Edinburgh Speech Science and Technology

Final Activity Report Summary - EDSST (Edinburgh speech science and technology)

Scientists study speech through speech science and speech technology. In speech science, an objective is to find out how speech sounds are produced in different contexts by different people - phonetics. We also want to discover why people mispronounce words or have trouble speaking, and develop therapies to help them - speech therapy. Speech technology is concerned with the development of computer programs to analyse, generate, and recognise speech. Although these disciplines are concerned with the same subject, speech, people working in each discipline often do not interact with each other, even though each strand of work stands to benefit substantially from the others.

In the Marie Curie Early Stage Training programme EDSST (Edinburgh Speech Science and Technology), we set out to create a multidisciplinary environment where early stage researchers (fellows) had the opportunity to train with experts from speech technology and speech science. Speech technology expertise included speech synthesis, speech recognition, machine learning and multimodal interaction. Speech science expertise in the project included articulatory and instrumental phonetics, clinical phonetics, and speech therapy. EDSST included five long-term fellows who studied for PhDs during their time in Edinburgh and five short-term fellows who were pursuing PhD studies at other institutions. Each of the Fellows worked with supervisors from both speech science and speech technology.

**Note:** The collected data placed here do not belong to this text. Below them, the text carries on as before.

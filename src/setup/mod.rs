//! Required-capacity and setup/cleanout calculation.
//!
//! Computes the six phase spans an activity needs on one resource:
//!
//! | Phase | Source |
//! |-------|--------|
//! | Clean-before | Merged graded cleanout contributors ([`cleanout`]) |
//! | Setup | Resource, operation and attribute changeover setup |
//! | Run | `cycles × cycle` |
//! | Post-processing, storage, clean-after | Standard times |
//!
//! Partial progress reported on the currently running activity reduces
//! the span of the phase in progress (never below zero) and zeroes the
//! phases already completed.
//!
//! # Left Neighbor
//!
//! Sequence-dependent contributors need the previous activity. An
//! uninitialized [`SequencingSnapshot`] falls back to the most recent
//! history record finished by the clock. A changeover-clearing interval
//! between the neighbor's finish and the candidate start drops the
//! neighbor.
//!
//! # Reference
//! Allahverdi et al. (2008), "A survey of scheduling problems with setup
//! times or costs", EJOR 187(3)

mod cleanout;
pub mod history;
pub mod triggers;

pub use history::{CleanoutHistory, HistoryRecord, TriggerRecord};

use tracing::debug;

use crate::config::{EngineConfig, SetupMergeMode};
use crate::error::{CapacityError, CapacityResult};
use crate::models::{
    Activity, Block, CleanSource, CleanSpan, Phase, ProductionStatus, RequiredCapacity,
    RequiredSpan, Resource, SequencedActivity, SpanCost, Tick,
};
use crate::sequencing::SequencingSnapshot;
use crate::timeline::CapacityTimeline;
use cleanout::CleanoutInputs;

/// Computes required capacity against one resource's current state.
#[derive(Debug, Clone, Copy)]
pub struct RequiredCapacityCalculator<'a> {
    resource: &'a Resource,
    config: &'a EngineConfig,
    timeline: &'a CapacityTimeline,
    /// Committed blocks in time order.
    blocks: &'a [Block],
    history: &'a CleanoutHistory,
}

/// Resolved left neighbor.
struct Neighbor<'a> {
    activity: Option<&'a SequencedActivity>,
    clean_after: Option<CleanSpan>,
}

impl<'a> RequiredCapacityCalculator<'a> {
    pub fn new(
        resource: &'a Resource,
        config: &'a EngineConfig,
        timeline: &'a CapacityTimeline,
        blocks: &'a [Block],
        history: &'a CleanoutHistory,
    ) -> Self {
        Self {
            resource,
            config,
            timeline,
            blocks,
            history,
        }
    }

    /// Required capacity of `activity` starting at `start` after `left`.
    ///
    /// # Errors
    /// [`CapacityError::NegativeRequirement`] if a standard time is negative.
    pub fn compute(
        &self,
        activity: &Activity,
        left: &SequencingSnapshot,
        start: Tick,
        clock: Tick,
    ) -> CapacityResult<RequiredCapacity> {
        check_times(activity)?;

        let neighbor = self.neighbor(left, start, clock);
        let changeover = neighbor
            .activity
            .map(|n| self.resource.changeovers.evaluate(&n.attributes, &activity.attributes))
            .unwrap_or_default();
        let records = self.trigger_records(start);

        let clean = cleanout::clean_before(&CleanoutInputs {
            resource: self.resource,
            activity,
            neighbor: neighbor.activity,
            changeover: &changeover,
            records: &records,
            start,
        })
        .filter(|c| !neighbor.clean_after.is_some_and(|done| done.grade >= c.grade));

        let times = &activity.times;
        let progress = &activity.progress;

        let mut clean_before = phase_span(activity, clean.map_or(0, |c| c.ticks), progress.clean, ProductionStatus::Cleaning);
        if let Some(c) = clean.filter(|_| clean_before.ticks > 0) {
            clean_before.cost.add(c.source, c.cost);
        }

        let (setup_ticks, setup_cost) = self.setup(activity, neighbor.activity, changeover.setup, changeover.cost);
        let setup = phase_span(activity, setup_ticks, progress.setup, ProductionStatus::SettingUp);
        let setup = if setup.ticks > 0 { setup.with_cost(setup_cost) } else { setup };

        let processing = phase_span(activity, times.run_ticks(), progress.run, ProductionStatus::Running);
        let post_processing = phase_span(
            activity,
            times.post_processing,
            progress.post_processing,
            ProductionStatus::PostProcessing,
        );
        let storage = phase_span(activity, times.storage, progress.storage, ProductionStatus::Storing);
        let clean_after = if activity.status == ProductionStatus::Finished {
            RequiredSpan::new(0)
        } else {
            RequiredSpan::new(times.clean_after)
        };

        let cycles = if activity.status >= ProductionStatus::Running {
            times.cycles.saturating_sub(progress.cycles)
        } else {
            times.cycles
        };

        let required = RequiredCapacity {
            clean_before,
            setup,
            processing,
            post_processing,
            storage,
            clean_after,
            clean_before_rule: clean,
            clean_after_grade: times.clean_after_grade,
            cycles,
            quantity: cycles as f64 * times.quantity_per_cycle,
        };
        debug!(
            activity = %activity.id,
            resource = %self.resource.id,
            start,
            total = required.total_ticks(),
            "required capacity computed"
        );
        Ok(required)
    }

    fn neighbor<'s>(&'s self, left: &'s SequencingSnapshot, start: Tick, clock: Tick) -> Neighbor<'s> {
        let (activity, end, clean_after) = if left.initialized {
            (left.activity.as_ref(), left.end, left.clean_after)
        } else if let Some(r) = self.history.latest_finished(clock) {
            (Some(&r.activity), r.end, r.clean_after)
        } else {
            (None, start, None)
        };
        let cleared = activity.is_some() && self.timeline.clears_changeovers_between(end, start);
        if cleared {
            debug!(end, start, "changeovers cleared since left neighbor");
        }
        Neighbor {
            activity: activity.filter(|_| !cleared),
            clean_after,
        }
    }

    /// Preceding production, most recent first: blocks, then older history.
    fn trigger_records(&self, start: Tick) -> Vec<TriggerRecord> {
        let floor = self.blocks.first().map_or(start, |b| b.start.min(start));
        self.blocks
            .iter()
            .rev()
            .filter(|b| b.end <= start)
            .map(TriggerRecord::from)
            .chain(self.history.finished_by(floor).map(TriggerRecord::from))
            .collect()
    }

    fn setup(
        &self,
        activity: &Activity,
        neighbor: Option<&SequencedActivity>,
        sequence_setup: Tick,
        sequence_cost: f64,
    ) -> (Tick, SpanCost) {
        let cfg = &self.resource.setup;
        let same_code = matches!(
            (neighbor.and_then(|n| n.setup_code.as_deref()), activity.setup_code.as_deref()),
            (Some(a), Some(b)) if a == b
        );

        let mut parts: Vec<(Tick, CleanSource, f64)> = Vec::with_capacity(3);
        if cfg.use_resource_setup && cfg.standard > 0 {
            parts.push((cfg.standard, CleanSource::Resource, cfg.standard_cost));
        }
        if cfg.use_operation_setup && !same_code && activity.times.setup > 0 {
            parts.push((activity.times.setup, CleanSource::Production, 0.0));
        }
        if cfg.use_sequence_setup && sequence_setup > 0 {
            parts.push((sequence_setup, CleanSource::SequenceAttribute, sequence_cost));
        }

        let mut cost = SpanCost::default();
        match self.config.setup_merge {
            SetupMergeMode::Largest => {
                let winner = parts
                    .iter()
                    .fold(None::<&(Tick, CleanSource, f64)>, |best, p| match best {
                        Some(b) if b.0 >= p.0 => Some(b),
                        _ => Some(p),
                    });
                match winner {
                    Some(&(ticks, source, c)) => {
                        cost.add(source, c);
                        (ticks, cost)
                    }
                    None => (0, cost),
                }
            }
            SetupMergeMode::Additive => {
                let ticks = parts.iter().map(|p| p.0).sum();
                for &(_, source, c) in &parts {
                    cost.add(source, c);
                }
                (ticks, cost)
            }
        }
    }
}

/// Span of a phase given the activity's status and reported progress.
fn phase_span(activity: &Activity, standard: Tick, reported: Tick, phase_status: ProductionStatus) -> RequiredSpan {
    if !activity.is_running() || activity.status < phase_status {
        RequiredSpan::new(standard)
    } else if activity.status == phase_status {
        RequiredSpan::remaining(standard, reported, true)
    } else {
        RequiredSpan::new(0)
    }
}

fn check_times(activity: &Activity) -> CapacityResult<()> {
    let t = &activity.times;
    let checks = [
        (Phase::Setup, t.setup),
        (Phase::Run, t.cycle),
        (Phase::PostProcessing, t.post_processing),
        (Phase::Storage, t.storage),
        (Phase::CleanAfter, t.clean_after),
    ];
    for (phase, ticks) in checks {
        if ticks < 0 {
            return Err(CapacityError::NegativeRequirement { phase, ticks });
        }
    }
    Ok(())
}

Advances in speech synthesis included:
(1) the use of models of speech and voice production to make speech synthesis more flexible, which makes it easier for computers to project different, appropriate personalities and emotions;
(2) ways of analysing articulation data to drive speech synthesisers that reproduce speech production processes; and
(3) ways of making computer speech sound more natural and conversational.

Advances in articulatory modelling included new ways of analysing articulatory data collected by technology such as ultrasound and electropalatography which has important implications for the study of speech production and for speech therapy, and studies concerned with variation in speech production and with the nature of articulation problems in people with childhood apraxia of speech, a poorly understood speech production disorder.

Advances in recognition and dialogue included new algorithms for searching for specific expressions in large multimedia databases, and new approaches to spoken interaction with computers which are less cognitively demanding than current voice interfaces.

Our 10 Fellows published a total of 34 scientific papers, 30 of which were peer-reviewed. All papers were published in reputable outlets that are frequently cited in the relevant literature. Long-term fellows attended an average of two conferences / workshops per year and gave an average of two talks at internal, national, and international meetings. Four of the five long-term fellows went on secondments to companies and well-known international research institutes. Three fellows conducted research that will be fed back into Festival, the major cross-platform open source speech synthesis system. As a result, our Fellows have an excellent international network of contacts. Much of the training was delivered through hands-on mentoring. Fellows also profited from the wide range of relevant courses and complementary training offered at QMU and UEDIN.

Finally, the EdSST fellows have interacted closely with other universities and research institutions, which has resulted in a number of long-term collaborations, and there have been a number of synergies with other collaborative projects such as the Marie Curie ITN SCALE, the FP7 STREP EMIME, the UK EPSRC project MultiMemoHome, and the Scottish Funding Council project MATCH.